Task directions:
The entries shown next need to be written again word for word.

Input records:
impl MemorySink {
    /// Create empty sink
    pub fn new() -> Self {
        Self::default()
    }

    /// All written points
    pub fn points(&self) -> Vec<TransactionPoint> {
        self.points.read().clone()
    }

    /// Sum of inputs of transactions no older than `period` before `now`
    pub fn transacted(&self, period: Period, now: DateTime<Utc>) -> Result<Decimal> {
        let span = period
            .duration()
            .ok_or_else(|| Error::InvalidPeriod(format!("period '{}' out of range", period)))?;
        let since = now.checked_sub_signed(span);

        let points = self.points.read();
        sum_inputs(
            points
                .iter()
                .filter(|p| since.map_or(true, |since| p.timestamp >= since)),
        )
    }
}

fn sum_inputs<'a>(mut points: impl Iterator<Item = &'a TransactionPoint>) -> Result<Decimal> {
    points.try_fold(Decimal::ZERO, |total, point| {
        total.checked_add(point.input).ok_or_else(|| Error::Overflow {
            address: "transacted".to_string(),
        })
    })
}

#[async_trait]
impl StatsSink for MemorySink {
    async fn write(&self, points: &[TransactionPoint]) -> Result<()> {
        self.points.write().extend_from_slice(points);
        Ok(())
    }

    async fn last_height(&self) -> Result<Option<u64>> {
        Ok(self.points.read().iter().map(|p| p.height).max())
    }
}

/// Sink appending points as JSON lines.
///
/// A failed write truncates the file back to its length before the
/// batch, so a retried batch is never duplicated. A torn last line left
/// by a crash is dropped on [`open`](Self::open).
pub struct JsonLinesSink {
    path: PathBuf,
    file: tokio::sync::Mutex<tokio::fs::File>,
    last_height: parking_lot::Mutex<Option<u64>>,
}

impl JsonLinesSink {
    /// Open `path` for appending, creating it if missing
    pub async fn open(path: impl AsRef<Path>) -> Result<Self> {
        let path = path.as_ref().to_path_buf();
        if let Some(parent) = path.parent().filter(|p| !p.as_os_str().is_empty()) {
            tokio::fs::create_dir_all(parent).await?;
        }

        let contents = match tokio::fs::read_to_string(&path).await {
            Ok(contents) => contents,
            Err(e) if e.kind() == std::io::ErrorKind::NotFound => String::new(),
            Err(e) => return Err(e.into()),
        };
        let complete = contents.rfind('\n').map_or(0, |i| i + 1);
        let last_height = last_height_in(&contents[..complete])?;

        let file = tokio::fs::OpenOptions::new()
            .create(true)
            .append(true)
            .open(&path)
            .await?;

        if complete < contents.len() {
            tracing::warn!(
                path = %path.display(),
                dropped = contents.len() - complete,
                "Dropping incomplete trailing stats line"
            );
            file.set_len(complete as u64).await?;
        }

        tracing::info!(path = %path.display(), ?last_height, "Writing transaction stats");

        Ok(Self {
            path,
            file: tokio::sync::Mutex::new(file),
            last_height: parking_lot::Mutex::new(last_height),
        })
    }

    /// Output file
    pub fn path(&self) -> &Path {
        &self.path
    }
}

Result for this task:
impl MemorySink {
    /// Create empty sink
    pub fn new() -> Self {
        Self::default()
    }

    /// All written points
    pub fn points(&self) -> Vec<TransactionPoint> {
        self.points.read().clone()
    }

    /// Sum of inputs of transactions no older than `period` before `now`
    pub fn transacted(&self, period: Period, now: DateTime<Utc>) -> Result<Decimal> {
        let span = period
            .duration()
            .ok_or_else(|| Error::InvalidPeriod(format!("period '{}' out of range", period)))?;
        let since = now.checked_sub_signed(span);

        let points = self.points.read();
        sum_inputs(
            points
                .iter()
                .filter(|p| since.map_or(true, |since| p.timestamp >= since)),
        )
    }
}

fn sum_inputs<'a>(mut points: impl Iterator<Item = &'a TransactionPoint>) -> Result<Decimal> {
    points.try_fold(Decimal::ZERO, |total, point| {
        total.checked_add(point.input).ok_or_else(|| Error::Overflow {
            address: "transacted".to_string(),
        })
    })
}

#[async_trait]
impl StatsSink for MemorySink {
    async fn write(&self, points: &[TransactionPoint]) -> Result<()> {
        self.points.write().extend_from_slice(points);
        Ok(())
    }

    async fn last_height(&self) -> Result<Option<u64>> {
        Ok(self.points.read().iter().map(|p| p.height).max())
    }
}

/// Sink appending points as JSON lines.
///
/// A failed write truncates the file back to its length before the
/// batch, so a retried batch is never duplicated. A torn last line left
/// by a crash is dropped on [`open`](Self::open).
pub struct JsonLinesSink {
    path: PathBuf,
    file: tokio::sync::Mutex<tokio::fs::File>,
    last_height: parking_lot::Mutex<Option<u64>>,
}

impl JsonLinesSink {
    /// Open `path` for appending, creating it if missing
    pub async fn open(path: impl AsRef<Path>) -> Result<Self> {
        let path = path.as_ref().to_path_buf();
        if let Some(parent) = path.parent().filter(|p| !p.as_os_str().is_empty()) {
            tokio::fs::create_dir_all(parent).await?;
        }

        let contents = match tokio::fs::read_to_string(&path).await {
            Ok(contents) => contents,
            Err(e) if e.kind() == std::io::ErrorKind::NotFound => String::new(),
            Err(e) => return Err(e.into()),
        };
        let complete = contents.rfind('\n').map_or(0, |i| i + 1);
        let last_height = last_height_in(&contents[..complete])?;

        let file = tokio::fs::OpenOptions::new()
            .create(true)
            .append(true)
            .open(&path)
            .await?;

        if complete < contents.len() {
            tracing::warn!(
                path = %path.display(),
                dropped = contents.len() - complete,
                "Dropping incomplete trailing stats line"
            );
            file.set_len(complete as u64).await?;
        }

        tracing::info!(path = %path.display(), ?last_height, "Writing transaction stats");

        Ok(Self {
            path,
            file: tokio::sync::Mutex::new(file),
            last_height: parking_lot::Mutex::new(last_height),
        })
    }

    /// Output file
    pub fn path(&self) -> &Path {
        &self.path
    }
}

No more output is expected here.